Malkin hadn't been at that level in a while, especially in the first two games of the Capitals series. In Game 1, he nearly was invisible, finishing with an assist, two shots and a minus-1 rating in 20:49 of ice time. He was better in Game 2, but his third-period penalty led to Alexander Ovechkin's power-play goal that put the Caps ahead, 3-2.
Questions and criticisms were flying. Malkin had gone five games without a goal. His playoff flameout from last season was being resurrected -- after scoring 17 points in his first 10 games last spring, he had five points in his last 10.
The critical onslaught was new to Malkin. The second pick of the 2004 Entry Draft, he's experienced primarily success since arriving in Pittsburgh. He won the 2007 Calder Trophy, has two straight 100-point seasons to his credit, is a Hart Trophy finalist for the second-straight season, and this season won his first Art Ross Trophy for leading the League with 113 points. He's also a finalist for this year's Lester B. Pearson Award.

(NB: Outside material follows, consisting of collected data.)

/*!
 * Tests for subtitle parsing and chunking
 */

use std::fmt::Write;
use anyhow::Result;
use bisub::subtitle_processor::{SubtitleCollection, SubtitleRecord};

/// Test timestamp parsing and formatting
#[test]
fn test_timestamp_parsing_withValidTimestamp_shouldParseAndFormat() {
    let ts = "01:23:45,678";
    let ms = SubtitleRecord::parse_timestamp(ts).unwrap();
    assert_eq!(ms, 5_025_678);

    let formatted = SubtitleRecord::format_timestamp(ms);
    assert_eq!(formatted, ts);
}

/// Test timestamp parsing with a dot separator and short fraction
#[test]
fn test_timestamp_parsing_withDotSeparator_shouldParse() {
    assert_eq!(SubtitleRecord::parse_timestamp("00:00:01.500").unwrap(), 1_500);
    // ".5" means 500 ms, not 5 ms
    assert_eq!(SubtitleRecord::parse_timestamp("00:00:01.5").unwrap(), 1_500);
    // Fraction is optional
    assert_eq!(SubtitleRecord::parse_timestamp("00:00:01").unwrap(), 1_000);
}

/// Test timestamp parsing rejects malformed input
#[test]
fn test_timestamp_parsing_withInvalidInput_shouldFail() {
    assert!(SubtitleRecord::parse_timestamp("not a time").is_err());
    assert!(SubtitleRecord::parse_timestamp("00:99:00,000").is_err());
}

/// Test record display formatting
#[test]
fn test_record_display_withValidRecord_shouldFormatCorrectly() {
    let record = SubtitleRecord::new(1, 5000, 10000, "Test subtitle".to_string());
    let mut output = String::new();
    write!(output, "{}", record).unwrap();

    assert!(output.contains('1'));
    assert!(output.contains("00:00:05,000 --> 00:00:10,000"));
    assert!(output.contains("Test subtitle"));
}

/// Test SRT parsing of standard blocks
#[test]
fn test_parse_srt_string_withStandardBlocks_shouldParseAll() -> Result<()> {
    let content = "1\n00:00:01,000 --> 00:00:03,000\nHello there\n\n\
                   2\n00:00:04,000 --> 00:00:06,500\nSecond line\nwraps here\n\n";

    let records = SubtitleCollection::parse_srt_string(content)?;
    assert_eq!(records.len(), 2);
    assert_eq!(records[0].id, 1);
    assert_eq!(records[0].start_ms, 1_000);
    assert_eq!(records[0].end_ms, 3_000);
    assert_eq!(records[0].text, "Hello there");

    // Multiple text lines are joined into a single string
    assert_eq!(records[1].text, "Second line wraps here");
    assert_eq!(records[1].end_ms, 6_500);

    Ok(())
}

/// Test SRT parsing of CRLF-terminated files
#[test]
fn test_parse_srt_string_withCrlfLineEndings_shouldParseBlocks() -> Result<()> {
    let content = "1\r\n00:00:01,000 --> 00:00:03,000\r\nHello there\r\n\r\n\
                   2\r\n00:00:04,000 --> 00:00:06,500\r\nSecond line\r\n\r\n";

    let records = SubtitleCollection::parse_srt_string(content)?;
    assert_eq!(records.len(), 2);
    assert_eq!(records[0].text, "Hello there");
    assert_eq!(records[0].end_ms, 3_000);
    assert_eq!(records[1].start_ms, 4_000);
    assert_eq!(records[1].text, "Second line");

    Ok(())
}

/// Test SRT parsing without index lines
#[test]
fn test_parse_srt_string_withoutIndexLines_shouldParse() -> Result<()> {
    let content = "00:00:01,000 --> 00:00:03,000\nNo index here\n\n\
                   00:00:04.000 --> 00:00:06.000\nDot separator\n\n";

    let records = SubtitleCollection::parse_srt_string(content)?;
    assert_eq!(records.len(), 2);
    assert_eq!(records[0].text, "No index here");
    assert_eq!(records[1].start_ms, 4_000);

    Ok(())
}

/// Test SRT parsing assigns ids from source ordering
#[test]
fn test_parse_srt_string_withGappyIndexes_shouldRenumber() -> Result<()> {
    let content = "7\n00:00:01,000 --> 00:00:02,000\nFirst\n\n\
                   99\n00:00:03,000 --> 00:00:04,000\nSecond\n\n";

    let records = SubtitleCollection::parse_srt_string(content)?;
    let ids: Vec<usize> = records.iter().map(|r| r.id).collect();
    assert_eq!(ids, vec![1, 2]);

    Ok(())
}

/// Test SRT parsing rejects content with no usable blocks
#[test]
fn test_parse_srt_string_withNoValidBlocks_shouldFail() {
    assert!(SubtitleCollection::parse_srt_string("").is_err());
    assert!(SubtitleCollection::parse_srt_string("just some prose\nwith no timing").is_err());
}

/// Test fixed-size chunking is deterministic and order-preserving
#[test]
fn test_split_into_chunks_with301RecordsAndSize150_shouldYieldThreeChunks() {
    let collection = SubtitleCollection {
        source_file: "test.srt".into(),
        records: crate::common::make_records(301),
    };

    let chunks = collection.split_into_chunks(150);
    assert_eq!(chunks.len(), 3);
    assert_eq!(chunks[0].len(), 150);
    assert_eq!(chunks[1].len(), 150);
    assert_eq!(chunks[2].len(), 1);

    // Order preserved across chunk boundaries
    assert_eq!(chunks[0][0].id, 1);
    assert_eq!(chunks[1][0].id, 151);
    assert_eq!(chunks[2][0].id, 301);
}

/// Test chunk count calculation
#[test]
fn test_chunk_count_withVariousSizes_shouldRoundUp() {
    assert_eq!(SubtitleCollection::chunk_count(301, 150), 3);
    assert_eq!(SubtitleCollection::chunk_count(300, 150), 2);
    assert_eq!(SubtitleCollection::chunk_count(1, 150), 1);
    assert_eq!(SubtitleCollection::chunk_count(0, 150), 0);
    // A zero chunk size is clamped rather than dividing by zero
    assert_eq!(SubtitleCollection::chunk_count(5, 0), 5);
}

"He was so good all the time playing back home, growing up, I don't think he's faced that much criticism in his life," Gonchar said. "But at the same time, if you look at it he responded pretty well. Only thing you can do is prove you are good, only thing you can do is play well. He went out there and he proved he's a good player."
Gonchar, who has served as Malkin's mentor during his adjustment to the NHL life, said he's learned just how competitive Malkin is, and wasn't at all surprised by his breakout performance.
"He didn't play as well in the first couple games (of the series)," said Gonchar, "but a player like this, you know that if he doesn't do well for a couple games, he's going to break out, and (Game 3) was the case."
Coach Dan Bylsma was becoming more irritated by the day when the subject turned to Malkin's perceived poor play, so he might have been as happy as anyone to finally let that subject go.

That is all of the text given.